Il est nécessaire de distinguer le débat scientifique du débat économique. Le premier met en scène des chercheurs, des associations, des citoyens et des décideurs publics. Aux extrêmes, on trouve les promoteurs d’une technique présentée comme miraculeuse et les opposants à l’idée de transgression des barrières entre les espèces. Ce conflit ressemble comme deux gouttes d’eau à celui qui agite actuellement le monde des nanotechnologies.
Légitimement, les citoyens s’interrogent. Le risque n’est pas prouvé, mais il est impossible de conclure à l’absence de risque, notamment sur le long terme. Dans le même temps, le pouvoir de la science soulève des questions éthiques et plusieurs crises, au cours des dernières décennies, ont suscité une méfiance envers les savants. Tchernobyl, la vache folle, l’amiante, le Vioxx : en cause, le manque de transparence, l’absence de limites à la manipulation du vivant et de la matière... La réponse politique est la mise en œuvre du « principe de précaution ».
Parallèlement à la controverse sur l’objet scientifique que constituent les OGM, sont soulevées des questions fondamentales de nature économique. En ligne de mire, la question de la propriété intellectuelle et des brevets. Les récoltes issues d’OGM n’étant pas utilisables pour planter l’année suivante, les agriculteurs doivent racheter les semences, protégées par des brevets, dont le prix est fixé par les multinationales propriétaires.
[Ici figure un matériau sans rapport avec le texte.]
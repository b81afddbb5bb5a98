//! API error type and [`axum::response::IntoResponse`] implementation.

use axum::{
  Json,
  http::{HeaderValue, StatusCode, header},
  response::{IntoResponse, Response},
};
use serde_json::json;
use thiserror::Error;

/// An error returned by an API handler. Rendered as `{"error": "..."}`.
#[derive(Debug, Error)]
pub enum ApiError {
  #[error("unauthorized: {0}")]
  Unauthorized(String),

  #[error("forbidden: {0}")]
  Forbidden(String),

  #[error("not found: {0}")]
  NotFound(String),

  #[error("bad request: {0}")]
  BadRequest(String),

  #[error("backend error: {0}")]
  Backend(#[source] Box<dyn std::error::Error + Send + Sync>),
}

impl ApiError {
  pub fn status(&self) -> StatusCode {
    match self {
      ApiError::Unauthorized(_) => StatusCode::UNAUTHORIZED,
      ApiError::Forbidden(_) => StatusCode::FORBIDDEN,
      ApiError::NotFound(_) => StatusCode::NOT_FOUND,
      ApiError::BadRequest(_) => StatusCode::BAD_REQUEST,
      ApiError::Backend(_) => StatusCode::INTERNAL_SERVER_ERROR,
    }
  }
}

impl IntoResponse for ApiError {
  fn into_response(self) -> Response {
    let status = self.status();
    let message = match &self {
      ApiError::Unauthorized(m)
      | ApiError::Forbidden(m)
      | ApiError::NotFound(m)
      | ApiError::BadRequest(m) => m.clone(),
      ApiError::Backend(e) => {
        tracing::error!(error = %e, "backend request failed");
        "internal server error".to_owned()
      }
    };

    let mut res = (status, Json(json!({ "error": message }))).into_response();
    if status == StatusCode::UNAUTHORIZED {
      res
        .headers_mut()
        .insert(header::WWW_AUTHENTICATE, HeaderValue::from_static("Bearer"));
    }
    res
  }
}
Le potentiel pour les multinationales est gigantesque, puisqu’à terme ce sont près de 1,3 milliards d’agriculteurs dans le monde qui pourraient avoir besoin de racheter chaque année une provision de semences. A l’échelle d’un pays, cela signifie la disparition de l’autonomie alimentaire.
Pour faire face à ces enjeux, des solutions existent. Les pouvoirs publics doivent prendre acte des perspectives offertes par la recherche sur les biotechnologies. Mais ils doivent également fixer les limites de ce qui est acceptable pour la société, en organisant le dialogue entre science et citoyens :
- Pour dépassionner la controverse parfois violente sur les OGM et sur d’autres questions scientifiques, des phases de débat public sont nécessaires. Les pouvoirs publics doivent également garantir la transparence et l’indépendance des expertises.
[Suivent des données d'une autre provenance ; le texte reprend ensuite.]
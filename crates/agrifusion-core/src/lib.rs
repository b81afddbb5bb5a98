//! Core types and trait definitions for AgriFusion.
//!
//! No HTTP or database dependencies. The storage backend, the JSON API and
//! the command-line client all build on these types.

// Trait impls use native `async fn`; the trait signatures carry the `Send`
// bounds.
#![allow(async_fn_in_trait)]

pub mod backend;
pub mod error;
pub mod farmer;
pub mod filters;
pub mod inbox;
pub mod notification;
pub mod profile;

pub use error::{Error, Result};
- Compte tenu des applications potentielles, nous ne pouvons pas faire l’impasse sur la connaissance en matière de biotechnologies. L’Union européenne accumule un retard considérable dans ce domaine. Nous devons d’abord rétablir les budgets de la recherche publique. Des précautions sont évidemment nécessaires. En l’état actuel, des manipulations en milieu confiné s’impose, car le gouvernement n’offre pas les garanties suffisantes. Mais à l’avenir, nous ne devons pas refuser d’étudier au cas par cas la possibilité d’expérimentations en extérieur, sous le contrôle de commission de spécialistes.
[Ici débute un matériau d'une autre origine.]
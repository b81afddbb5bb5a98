//! Plain-text rendering of API responses for the terminal.

use std::fmt::Write as _;

use agrifusion_core::{
  filters::FarmerFilters,
  notification::{Notification, Priority},
  profile::{DashboardAccess, ProfileSummary},
};

// ─── Profile ──────────────────────────────────────────────────────────────────

pub fn profile(summary: &ProfileSummary) -> String {
  let p = &summary.profile;
  let access = match summary.access {
    DashboardAccess::Granted => "granted",
    DashboardAccess::AwaitingApproval => "awaiting approval",
    DashboardAccess::Rejected => "rejected",
    DashboardAccess::Suspended => "suspended",
  };

  let mut out = String::new();
  let _ = writeln!(out, "{}", p.full_name.as_deref().unwrap_or("(no name)"));
  let _ = writeln!(out, "  id:        {}", p.id);
  let _ = writeln!(out, "  role:      {}", p.role);
  let _ = writeln!(out, "  status:    {}", p.status);
  let _ = writeln!(out, "  dashboard: {access}");
  out
}

// ─── Filters ──────────────────────────────────────────────────────────────────

pub fn filters(filters: &FarmerFilters) -> String {
  let mut out = String::new();
  section(&mut out, "Districts", &filters.districts);
  section(&mut out, "States", &filters.states);
  section(&mut out, "Crops", &filters.crops);
  out
}

fn section(out: &mut String, title: &str, values: &[String]) {
  let _ = writeln!(out, "{title} ({})", values.len());
  if values.is_empty() {
    let _ = writeln!(out, "  (none)");
  }
  for value in values {
    let _ = writeln!(out, "  {value}");
  }
}

// ─── Notifications ────────────────────────────────────────────────────────────

pub fn notifications(notifications: &[Notification], unread: usize) -> String {
  let mut out = String::new();
  if notifications.is_empty() {
    let _ = writeln!(out, "No notifications.");
  }
  for n in notifications {
    let marker = if n.is_read { ' ' } else { '*' };
    let flag = match n.priority {
      Priority::High | Priority::Urgent => format!(" [{}]", n.priority.as_str()),
      Priority::Low | Priority::Normal => String::new(),
    };
    let _ = writeln!(
      out,
      "{marker} {id}  {when}  {kind}{flag}  {title}",
      id = n.id,
      when = n.created_at.format("%Y-%m-%d %H:%M"),
      kind = n.kind,
      title = n.title,
    );
  }
  let _ = writeln!(out, "{unread} unread");
  out
}

#[cfg(test)]
mod tests {
  use agrifusion_core::notification::NotificationType;
  use chrono::{TimeZone, Utc};
  use uuid::Uuid;

  use super::*;

  fn notification(title: &str, is_read: bool, priority: Priority) -> Notification {
    Notification {
      id: Uuid::nil(),
      recipient_id: Uuid::nil(),
      kind: NotificationType::Message,
      title: title.into(),
      message: String::new(),
      is_read,
      read_at: None,
      created_at: Utc.with_ymd_and_hms(2024, 3, 1, 9, 30, 0).unwrap(),
      priority,
      category: None,
      metadata: None,
    }
  }

  #[test]
  fn unread_are_starred_and_urgent_is_flagged() {
    let list = [
      notification("Harvest window", false, Priority::Urgent),
      notification("Weekly digest", true, Priority::Normal),
    ];
    let text = notifications(&list, 1);
    let lines: Vec<&str> = text.lines().collect();

    assert!(lines[0].starts_with("* "));
    assert!(lines[0].contains("message [urgent]  Harvest window"));
    assert!(lines[1].starts_with("  "));
    assert!(!lines[1].contains('['));
    assert_eq!(lines[2], "1 unread");
  }

  #[test]
  fn empty_filter_sections_say_none() {
    let text = filters(&FarmerFilters {
      districts: vec!["Pune".into()],
      states:    vec![],
      crops:     vec![],
    });
    assert!(text.starts_with("Districts (1)\n  Pune\n"));
    assert!(text.contains("States (0)\n  (none)\n"));
  }
}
- La France doit promouvoir un droit international de la propriété intellectuelle qui s’oppose au brevetage du vivant et protège les agriculteurs de la prédation des grandes firmes semencières. Dans le même temps, notre pays doit s’engager dans le co-développement et soutenir une réforme de la politique agricole commune pour favoriser l’autonomie alimentaire des pays en développement.
- Nous devons garantir la coexistence de plusieurs types d’agriculture. L’Union européenne doit imposer des mesures telles que des distances de séparation entre les parcelles et la protection des agriculteurs en cas de « contamination » de leurs champs. En parallèle, la France doit encourager le développement de l’agriculture biologique et des filières courtes entre producteurs en consommateurs à travers des incitations fiscales et des subventions ciblées.